*** Opening of Material shown ***

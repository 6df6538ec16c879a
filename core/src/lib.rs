//! Synchronous client for a public joke-retrieval HTTP API.
//!
//! # Overview
//! `ApiRequest` exposes `get_random`, `get_categories` and `find_specific`.
//! Each issues one GET and returns an `ApiResult`: the decoded JSON payload
//! verbatim, or an `ApiError` describing a transport failure, a non-2xx
//! status, or an undecodable body. Nothing panics on network or payload
//! problems.
//!
//! # Design
//! - `ApiRequest` is stateless; it holds a base URL, a user agent and a
//!   `Transport`.
//! - Request building and response parsing are separate steps around the
//!   transport, so tests can replay canned responses without a socket.
//! - `ApiError::to_json` and `into_value` give the untyped
//!   `{"error", "status_code"?}` mapping for callers that want it.

pub mod client;
pub mod config;
pub mod error;
pub mod http;
pub mod transport;

pub use client::{into_value, parse_response, ApiRequest, ApiResult};
pub use config::{ClientConfig, DEFAULT_BASE_URL};
pub use error::ApiError;
pub use http::{HttpRequest, HttpResponse};
pub use transport::{Transport, TransportError, UreqTransport};
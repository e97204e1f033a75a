//! Configuration Error Types
//!
//! Structured errors using `exn` for automatic location tracking and error
//! tree construction, in the same shape as every other crate in the workspace.

use derive_more::{Display, Error};
use std::path::PathBuf;

/// A configuration error with automatic location tracking.
pub type Error = exn::Exn<ErrorKind>;
/// Result type alias for configuration operations.
pub type Result<T> = std::result::Result<T, Error>;

/// Actionable error categories.
///
/// These describe what the caller should *do*, not what went wrong internally.
#[derive(Debug, Display, Error, Clone, PartialEq, Eq)]
pub enum ErrorKind {
    /// The configuration file does not exist.
    #[display("configuration file not found: {}", _0.display())]
    NotFound(#[error(not(source))] PathBuf),
    /// The file extension does not map to a known configuration format.
    #[display("unsupported configuration format: {}", _0.display())]
    UnsupportedFormat(#[error(not(source))] PathBuf),
    /// The configuration could not be deserialized (wrong types, bad syntax).
    #[display("invalid configuration: {_0}")]
    Invalid(#[error(not(source))] String),
    /// The configuration deserialized, but a value breaks a mapping rule.
    #[display("malformed configuration value '{field}': {reason}")]
    Malformed {
        /// Dotted path of the offending value.
        field: String,
        /// What is wrong with it.
        reason: &'static str,
    },
}

impl ErrorKind {
    /// Returns `true` if retrying might succeed.
    pub fn is_retryable(&self) -> bool {
        // Everything else needs the configuration edited.
        matches!(self, Self::NotFound(_))
    }
}
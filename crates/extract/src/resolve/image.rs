use super::AttributeValueResolver;
use crate::consts;
use crate::host::Host;
use crate::models::{Attribute, AttributeContent, Image, TagValue};

/// Resolves an image attribute to the absolute URL of its `opengraph`
/// variant, falling back to the host's default image. Never empty.
#[derive(Debug, Clone, Copy)]
pub struct ImageResolver<'a> {
    image: Option<&'a Image>,
}
impl<'a> ImageResolver<'a> {
    /// `None` unless `attribute` holds image content (possibly empty).
    pub fn new(attribute: &'a Attribute) -> Option<Self> {
        match &attribute.content {
            AttributeContent::Image(image) => Some(Self { image: image.as_ref() }),
            _ => None,
        }
    }
}
impl AttributeValueResolver for ImageResolver<'_> {
    fn value(&self, host: &Host) -> TagValue {
        self.image
            .and_then(|image| host.variant_url(image, consts::OPENGRAPH_VARIANT))
            .unwrap_or_else(|| host.default_image_url())
            .into()
    }
}
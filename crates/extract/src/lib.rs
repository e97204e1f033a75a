//! Configuration-driven Open Graph tag extraction.
//!
//! Given a content object and a [`TagMappingConfig`], produce the social
//! metadata tags (`og:title`, `og:image`, `fb:app_id`, ...) to publish for
//! it, or nothing at all if the result would be incomplete.
//!
//! # Example
//!
//! ```
//! use ogmeta_config::{AttributeRule, TagMappingConfig, TypeRules};
//! use ogmeta_extract::models::{Attribute, ContentObject, TagValue};
//! use ogmeta_extract::{Host, generate_tags};
//!
//! let config = TagMappingConfig::default()
//!     .with_site_name("Example")
//!     .with_required_tags(["og:title", "og:url"])
//!     .with_class(
//!         "article",
//!         TypeRules::default()
//!             .with_literal("og:type", "article")
//!             .with_attribute(AttributeRule::new("og:title", "author")),
//!     );
//! let article = ContentObject::new(42, "article", "Hello")
//!     .with_url_alias("news/hello")
//!     .with_attribute(Attribute::relation("author", Some(ContentObject::new(3, "person", "Jo"))));
//!
//! let tags = generate_tags(&article, &config, &Host::new("https://example.com"));
//! assert_eq!(tags.get("og:url"), Some(&TagValue::from("https://example.com/news/hello")));
//! assert_eq!(tags.get("og:title"), Some(&TagValue::from("Jo")));
//! ```

mod consts;
pub mod error;
mod extractor;
mod host;
pub mod models;
mod repository;
pub mod resolve;
mod service;
mod validate;

use crate::models::{ContentObject, TagSet};
use ogmeta_config::TagMappingConfig;
use tracing::instrument;

pub use crate::consts::{FB_ADMINS, FB_APP_ID, OG_SITE_NAME, OG_URL, OPENGRAPH_VARIANT, RELATED_IMAGES};
pub use crate::extractor::{Extractor, Omission};
pub use crate::host::{Host, MediaVariants, StoredVariants};
#[cfg(any(test, feature = "mock"))]
pub use crate::repository::MemoryRepository;
pub use crate::repository::{ContentRef, ContentRepository};
pub use crate::resolve::{AttributeValueResolver, ResolverRegistry};
pub use crate::service::OpenGraph;
pub use crate::validate::{Rejection, is_publishable, validate};

/// Easy, top-level entrypoint: extracts and validates tags for `object` with
/// the default resolvers.
///
/// Returns an empty set when the content type is not configured or the
/// extracted tags fail validation. See [`Extractor`] for the stages.
#[instrument(skip_all, fields(object_id = object.id))]
pub fn generate_tags(object: &ContentObject, config: &TagMappingConfig, host: &Host) -> TagSet {
    Extractor::new(host, &ResolverRegistry::default()).generate(object, config)
}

*** Close of Material shown ***

# Description of the task
If a line in the listing has "AttributeContent" in it, report that line.

# Exercise answer
use crate::models::{Attribute, AttributeContent, Image, TagValue};
            AttributeContent::Image(image) => Some(Self { image: image.as_ref() }),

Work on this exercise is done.